There’s a big difference between the Fed cutting rates in March — a belief that’s waning — and rates possibly staying higher for the balance of the year. 

So, let’s take a look at … 

Possibility No. 1: Lowering Rates Sooner

If the Fed lowers interest rates sooner than later, it will increase the value of Treasurys and mortgage securities, improving firms’ liquidity positions and lowering the threat of additional bank runs.

The reasons are twofold: One, the big paper (unrealized) losses banks racked up on fixed-rate bonds would continue shrinking after a Q4 2023 boost in bond prices. But given that bonds are intended to be held until they mature, unless a bank is in liquidity trouble, these potential losses will not become relevant. 

And two, the draining of excess amounts by customers from checking or savings accounts — in favor of more lucrative alternatives like CDs offering a higher rate of return — would stop. Customers wouldn’t gain from moving their money if rates were equal everywhere.

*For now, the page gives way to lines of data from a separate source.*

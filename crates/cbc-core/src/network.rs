//! # IP Addresses
//!
//! [`IpAddress`] is a string known to be formatted as a dotted-quad IPv4
//! address. Two validation policies exist:
//!
//! - [`IpPolicy::Strict`] (the default): the *whole* string must be four
//!   dot-separated groups of 1–3 ASCII digits, each no greater than 255.
//! - [`IpPolicy::Permissive`]: the string must merely *contain* a
//!   `d{1,3}.d{1,3}.d{1,3}.d{1,3}` run anywhere, bounded by ASCII word
//!   boundaries (only ASCII letters, digits and `_` count as word
//!   characters). Octet values
//!   are not range-checked, so `"999.999.999.999"` and
//!   `"client 10.0.0.1 via proxy"` both pass. This is the historical
//!   behaviour of the exercise's `validIpAddress` check and is kept under an
//!   explicit name so that nobody relies on it by accident.
//!
//! In both cases the raw input is stored unchanged.

use once_cell::sync::Lazy;
use regex::Regex;
use serde::{Deserialize, Serialize};

use crate::error::ValidationError;

// ASCII word boundaries and digits: a non-ASCII letter next to the quad
// does not hide it.
static EMBEDDED_QUAD: Lazy<Regex> = Lazy::new(|| {
    Regex::new(r"(?-u:\b)[0-9]{1,3}\.[0-9]{1,3}\.[0-9]{1,3}\.[0-9]{1,3}(?-u:\b)")
        .expect("static pattern compiles")
});

/// Which IP address check to apply.
#[derive(Debug, Clone, Copy, Default, PartialEq, Eq, Hash, Serialize, Deserialize)]
#[serde(rename_all = "lowercase")]
pub enum IpPolicy {
    /// Anchored dotted quad with octets in `0..=255`.
    #[default]
    Strict,
    /// Unanchored search for a dotted-quad-looking run.
    Permissive,
}

impl IpPolicy {
    /// The policy's configuration name.
    pub fn name(self) -> &'static str {
        match self {
            Self::Strict => "strict",
            Self::Permissive => "permissive",
        }
    }
}

impl std::str::FromStr for IpPolicy {
    type Err = ValidationError;

    fn from_str(s: &str) -> Result<Self, Self::Err> {
        match s.trim().to_ascii_lowercase().as_str() {
            "strict" => Ok(Self::Strict),
            "permissive" => Ok(Self::Permissive),
            _ => Err(ValidationError::UnknownIpPolicy(s.to_string())),
        }
    }
}

impl std::fmt::Display for IpPolicy {
    fn fmt(&self, f: &mut std::fmt::Formatter<'_>) -> std::fmt::Result {
        f.write_str(self.name())
    }
}

/// A string validated as a dotted-quad IPv4 address.
///
/// Obtainable only through [`IpAddress::parse`],
/// [`IpAddress::parse_permissive`] or [`IpAddress::parse_with`].
/// Deserialization applies the strict policy.
#[derive(Debug, Clone, PartialEq, Eq, Hash, Serialize, Deserialize)]
#[serde(try_from = "String", into = "String")]
pub struct IpAddress(String);

impl IpAddress {
    /// Parse under [`IpPolicy::Strict`].
    ///
    /// # Errors
    ///
    /// Returns [`ValidationError::MalformedIpAddress`] unless the whole string
    /// is four dot-separated decimal groups of 1–3 digits, each `<= 255`.
    pub fn parse(value: impl Into<String>) -> Result<Self, ValidationError> {
        let s = value.into();
        if strict_octets(&s).is_none() {
            return Err(ValidationError::MalformedIpAddress(s));
        }
        Ok(Self(s))
    }

    /// Parse under [`IpPolicy::Permissive`].
    ///
    /// # Errors
    ///
    /// Returns [`ValidationError::MalformedIpAddress`] if no word-bounded
    /// dotted-quad run occurs anywhere in the string.
    pub fn parse_permissive(value: impl Into<String>) -> Result<Self, ValidationError> {
        let s = value.into();
        if !EMBEDDED_QUAD.is_match(&s) {
            return Err(ValidationError::MalformedIpAddress(s));
        }
        Ok(Self(s))
    }

    /// Parse under the given policy.
    pub fn parse_with(value: impl Into<String>, policy: IpPolicy) -> Result<Self, ValidationError> {
        match policy {
            IpPolicy::Strict => Self::parse(value),
            IpPolicy::Permissive => Self::parse_permissive(value),
        }
    }

    /// The raw string as supplied.
    pub fn as_str(&self) -> &str {
        &self.0
    }

    /// The four octets, when the raw string is a strict dotted quad.
    ///
    /// Always `Some` for addresses built with [`IpAddress::parse`]; may be
    /// `None` for permissively parsed input.
    pub fn octets(&self) -> Option<[u8; 4]> {
        strict_octets(&self.0)
    }
}

/// Split `s` into four decimal octets, or `None` if it is not a strict quad.
fn strict_octets(s: &str) -> Option<[u8; 4]> {
    let mut octets = [0u8; 4];
    let mut parts = s.split('.');
    for slot in octets.iter_mut() {
        let part = parts.next()?;
        if part.is_empty() || part.len() > 3 || !part.bytes().all(|b| b.is_ascii_digit()) {
            return None;
        }
        *slot = part.parse::<u8>().ok()?;
    }
    if parts.next().is_some() {
        return None;
    }
    Some(octets)
}

impl TryFrom<String> for IpAddress {
    type Error = ValidationError;

    fn try_from(value: String) -> Result<Self, Self::Error> {
        Self::parse(value)
    }
}

impl From<IpAddress> for String {
    fn from(ip: IpAddress) -> Self {
        ip.0
    }
}

impl std::fmt::Display for IpAddress {
    fn fmt(&self, f: &mut std::fmt::Formatter<'_>) -> std::fmt::Result {
        f.write_str(&self.0)
    }
}

#[cfg(test)]
mod tests {
    use super::*;

    // -- strict --

    #[test]
    fn strict_accepts_loopback() {
        let ip = IpAddress::parse("127.0.0.1").unwrap();
        assert_eq!(ip.as_str(), "127.0.0.1");
        assert_eq!(ip.octets(), Some([127, 0, 0, 1]));
    }

    #[test]
    fn strict_rejects_out_of_range_octets() {
        assert_eq!(
            IpAddress::parse("999.999.999.999"),
            Err(ValidationError::MalformedIpAddress("999.999.999.999".into()))
        );
        assert!(IpAddress::parse("256.0.0.1").is_err());
    }

    #[test]
    fn strict_rejects_embedded_quad() {
        assert!(IpAddress::parse("client 10.0.0.1 via proxy").is_err());
        assert!(IpAddress::parse(" 10.0.0.1").is_err());
    }

    #[test]
    fn strict_rejects_wrong_shapes() {
        for bad in ["", "1.2.3", "1.2.3.4.5", "1..3.4", "1.2.3.", "a.b.c.d", "1234.1.1.1", "+1.2.3.4"] {
            assert!(IpAddress::parse(bad).is_err(), "accepted {bad:?}");
        }
    }

    #[test]
    fn strict_accepts_leading_zeros_within_width() {
        let ip = IpAddress::parse("010.001.000.255").unwrap();
        assert_eq!(ip.octets(), Some([10, 1, 0, 255]));
    }

    // -- permissive --

    #[test]
    fn permissive_accepts_loopback() {
        assert_eq!(IpAddress::parse_permissive("127.0.0.1").unwrap().as_str(), "127.0.0.1");
    }

    #[test]
    fn permissive_accepts_out_of_range_octets() {
        let ip = IpAddress::parse_permissive("999.999.999.999").unwrap();
        assert_eq!(ip.as_str(), "999.999.999.999");
        assert_eq!(ip.octets(), None);
    }

    #[test]
    fn permissive_accepts_embedded_quad() {
        let ip = IpAddress::parse_permissive("client 10.0.0.1 via proxy").unwrap();
        assert_eq!(ip.as_str(), "client 10.0.0.1 via proxy");
    }

    #[test]
    fn permissive_ignores_non_ascii_neighbours() {
        for raw in ["é10.0.0.1", "10.0.0.1é", "адрес10.0.0.1", "٣10.0.0.1"] {
            let ip = IpAddress::parse_permissive(raw).unwrap();
            assert_eq!(ip.as_str(), raw);
        }
        assert!(IpAddress::parse("é10.0.0.1").is_err());
    }

    #[test]
    fn permissive_still_needs_ascii_boundary() {
        assert!(IpAddress::parse_permissive("x10.0.0.1").is_err());
        assert!(IpAddress::parse_permissive("10.0.0.1_").is_err());
    }

    #[test]
    fn permissive_rejects_without_quad() {
        assert!(IpAddress::parse_permissive("localhost").is_err());
        assert!(IpAddress::parse_permissive("1.2.3").is_err());
        assert!(IpAddress::parse_permissive("1234.1.1.1234").is_err());
    }

    // -- policy --

    #[test]
    fn parse_with_dispatches_on_policy() {
        assert!(IpAddress::parse_with("999.1.1.1", IpPolicy::Strict).is_err());
        assert!(IpAddress::parse_with("999.1.1.1", IpPolicy::Permissive).is_ok());
    }

    #[test]
    fn policy_from_str() {
        assert_eq!("strict".parse::<IpPolicy>().unwrap(), IpPolicy::Strict);
        assert_eq!(" Permissive ".parse::<IpPolicy>().unwrap(), IpPolicy::Permissive);
        assert!("lenient".parse::<IpPolicy>().is_err());
        assert_eq!(IpPolicy::default(), IpPolicy::Strict);
    }

    #[test]
    fn policy_serde_lowercase() {
        assert_eq!(serde_json::to_string(&IpPolicy::Permissive).unwrap(), "\"permissive\"");
    }

    // -- serde --

    #[test]
    fn serde_is_strict() {
        let ok: IpAddress = serde_json::from_str("\"192.168.1.20\"").unwrap();
        assert_eq!(ok.as_str(), "192.168.1.20");
        let bad: Result<IpAddress, _> = serde_json::from_str("\"999.999.999.999\"");
        assert!(bad.is_err());
    }
}
//! # Check Subcommand
//!
//! Loads a loose document, runs the legacy boolean validator over it, then
//! attempts the strict conversion. Exit code 0 when the strict conversion
//! succeeds, 1 when it does not.
//!
//! The two verdicts can disagree. A signup document that asserts its own
//! server checks passes the legacy validator but is refused by the strict
//! conversion; that disagreement is the point of the strict model.

use std::fmt::Display;
use std::path::{Path, PathBuf};

use anyhow::Result;
use clap::{Args, ValueEnum};
use serde::Serialize;

use cbc_model::{
    is_valid_course_status, is_valid_grading_policy, is_valid_shipping_info,
    is_valid_templated_email, CourseForm, CourseStatus, GradingForm, GradingPolicy, ShippingForm,
    ShippingInfo, TemplatedEmail, TemplatedEmailForm,
};
use cbc_signup::{is_valid_signup_form, SignupForm};

use crate::config::CliConfig;

/// Which kind of loose document to check.
#[derive(ValueEnum, Debug, Clone, Copy, PartialEq, Eq)]
pub enum DocumentKind {
    /// Shipping info: name plus home address or PO box with a phone.
    Shipping,
    /// Grading policy: curve, passing grade and late penalty.
    Grading,
    /// Course status: start, completion and grade.
    Course,
    /// Templated email: headers, body and recipients.
    Email,
    /// Signup document in one of the loadable phases.
    Signup,
}

/// Arguments for the `cbc check` subcommand.
#[derive(Args, Debug)]
pub struct CheckArgs {
    /// Kind of document.
    #[arg(value_enum)]
    pub kind: DocumentKind,

    /// JSON or YAML file holding the document.
    #[arg(value_name = "FILE")]
    pub file: PathBuf,
}

/// The two verdicts on one document.
#[derive(Debug)]
pub struct CheckOutcome {
    /// What the legacy validator said.
    pub legacy_valid: bool,
    /// The strict value as JSON, or why conversion failed.
    pub strict: std::result::Result<serde_json::Value, String>,
}

impl CheckOutcome {
    fn new<S: Serialize, E: Display>(
        legacy_valid: bool,
        strict: std::result::Result<S, E>,
    ) -> Result<Self> {
        let strict = match strict {
            Ok(value) => Ok(serde_json::to_value(value)?),
            Err(e) => Err(e.to_string()),
        };
        Ok(Self {
            legacy_valid,
            strict,
        })
    }

    /// Whether the two verdicts agree.
    pub fn agrees(&self) -> bool {
        self.legacy_valid == self.strict.is_ok()
    }
}

/// Load and check one document.
pub fn check_document(kind: DocumentKind, path: &Path, config: &CliConfig) -> Result<CheckOutcome> {
    match kind {
        DocumentKind::Shipping => {
            let form: ShippingForm = crate::load_document(path)?;
            CheckOutcome::new(is_valid_shipping_info(&form), ShippingInfo::try_from(form))
        }
        DocumentKind::Grading => {
            let form: GradingForm = crate::load_document(path)?;
            CheckOutcome::new(is_valid_grading_policy(&form), GradingPolicy::try_from(form))
        }
        DocumentKind::Course => {
            let form: CourseForm = crate::load_document(path)?;
            CheckOutcome::new(is_valid_course_status(&form), CourseStatus::try_from(form))
        }
        DocumentKind::Email => {
            let form: TemplatedEmailForm = crate::load_document(path)?;
            CheckOutcome::new(is_valid_templated_email(&form), TemplatedEmail::try_from(form))
        }
        DocumentKind::Signup => {
            let form: SignupForm = crate::load_document(path)?;
            CheckOutcome::new(is_valid_signup_form(&form), form.into_record(config.ip_policy))
        }
    }
}

/// Execute the check subcommand.
///
/// Returns exit code: 0 if the strict conversion succeeds, 1 otherwise.
pub fn run_check(args: &CheckArgs, config: &CliConfig) -> Result<u8> {
    let outcome = check_document(args.kind, &args.file, config)?;

    if !outcome.agrees() {
        tracing::warn!(
            file = %args.file.display(),
            legacy_valid = outcome.legacy_valid,
            "legacy validator and strict model disagree"
        );
    }

    println!(
        "legacy: {}",
        if outcome.legacy_valid { "valid" } else { "invalid" }
    );
    match &outcome.strict {
        Ok(value) => {
            println!("strict: ok");
            println!("{}", crate::to_pretty_json(value)?);
            Ok(0)
        }
        Err(reason) => {
            println!("strict: rejected: {reason}");
            Ok(1)
        }
    }
}

#[cfg(test)]
mod tests {
    use super::*;

    fn write(dir: &tempfile::TempDir, name: &str, content: &str) -> PathBuf {
        let path = dir.path().join(name);
        std::fs::write(&path, content).unwrap();
        path
    }

    #[test]
    fn shipping_good_document() {
        let dir = tempfile::tempdir().unwrap();
        let path = write(
            &dir,
            "shipping.yaml",
            "name: Avril Mondragon\nhomePhone: 555-4444\npoBox: Enfield Tennis Academy\n",
        );
        let outcome = check_document(DocumentKind::Shipping, &path, &CliConfig::default()).unwrap();
        assert!(outcome.legacy_valid);
        let strict = outcome.strict.unwrap();
        assert_eq!(strict["pickupInfo"]["tag"], "POBox");
    }

    #[test]
    fn grading_bad_document_exit_code() {
        let dir = tempfile::tempdir().unwrap();
        let path = write(
            &dir,
            "grading.json",
            r#"{"curveMinimum":0.5,"curveMaximum":0.8,"passingGrade":0.9}"#,
        );
        let args = CheckArgs {
            kind: DocumentKind::Grading,
            file: path,
        };
        assert_eq!(run_check(&args, &CliConfig::default()).unwrap(), 1);
    }

    #[test]
    fn course_good_document_exit_code() {
        let dir = tempfile::tempdir().unwrap();
        let path = write(&dir, "course.yaml", "startedAt: \"2026-01-15T12:00:00Z\"\n");
        let args = CheckArgs {
            kind: DocumentKind::Course,
            file: path,
        };
        assert_eq!(run_check(&args, &CliConfig::default()).unwrap(), 0);
    }

    #[test]
    fn email_document() {
        let dir = tempfile::tempdir().unwrap();
        let path = write(
            &dir,
            "email.json",
            r#"{"headerKeys":["Subject"],"headerValues":["Hi"],"body":"<p/>","recipients":["hal@enfield.edu"]}"#,
        );
        let outcome = check_document(DocumentKind::Email, &path, &CliConfig::default()).unwrap();
        assert!(outcome.agrees());
        assert!(outcome.strict.is_ok());
    }

    #[test]
    fn forged_signup_disagrees() {
        let dir = tempfile::tempdir().unwrap();
        let path = write(
            &dir,
            "signup.json",
            r#"{
                "browser": "Firefox",
                "ipAddress": "127.0.0.1",
                "proposedUsername": "Hal Incandenza",
                "proposedPassword": "tunnel",
                "emailAddress": "hal@enfield.edu",
                "usernameIsUnique": true,
                "passwordMeetsPolicy": true,
                "phase": "serverCheckedSubmission"
            }"#,
        );
        let outcome = check_document(DocumentKind::Signup, &path, &CliConfig::default()).unwrap();
        assert!(outcome.legacy_valid);
        assert!(outcome.strict.is_err());
        assert!(!outcome.agrees());
    }

    #[test]
    fn signup_respects_ip_policy() {
        let dir = tempfile::tempdir().unwrap();
        let path = write(
            &dir,
            "signup.yaml",
            "browser: Firefox\nipAddress: 999.999.999.999\nphase: justStarted\n",
        );
        let strict = check_document(DocumentKind::Signup, &path, &CliConfig::default()).unwrap();
        assert!(strict.strict.is_err());

        let permissive = CliConfig {
            ip_policy: cbc_core::IpPolicy::Permissive,
        };
        let outcome = check_document(DocumentKind::Signup, &path, &permissive).unwrap();
        assert_eq!(outcome.strict.unwrap()["phase"], "JustStarted");
    }

    #[test]
    fn unparseable_document_is_error() {
        let dir = tempfile::tempdir().unwrap();
        let path = write(&dir, "grading.json", "not json");
        assert!(check_document(DocumentKind::Grading, &path, &CliConfig::default()).is_err());
    }
}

The Treasury yield curve probably remains inverted — with long-term rates below short-term rates — through much of 2024 … but shifts to an upward curve again by 2025. This would help to stabilize bank balance sheets and earnings. In the meantime, credit loosens, spurring economic recovery led by home sales and new construction.

That’s a breath of fresh air, right? Well, it’s not the only possible outcome.

Possibility No. 2: Higher for Longer, in Truth

It would really stink if rates indeed stayed higher for longer. The current headwinds for banks would strengthen, and we could see a string of small to medium banks become insolvent and fail under the weight of their portfolio losses. 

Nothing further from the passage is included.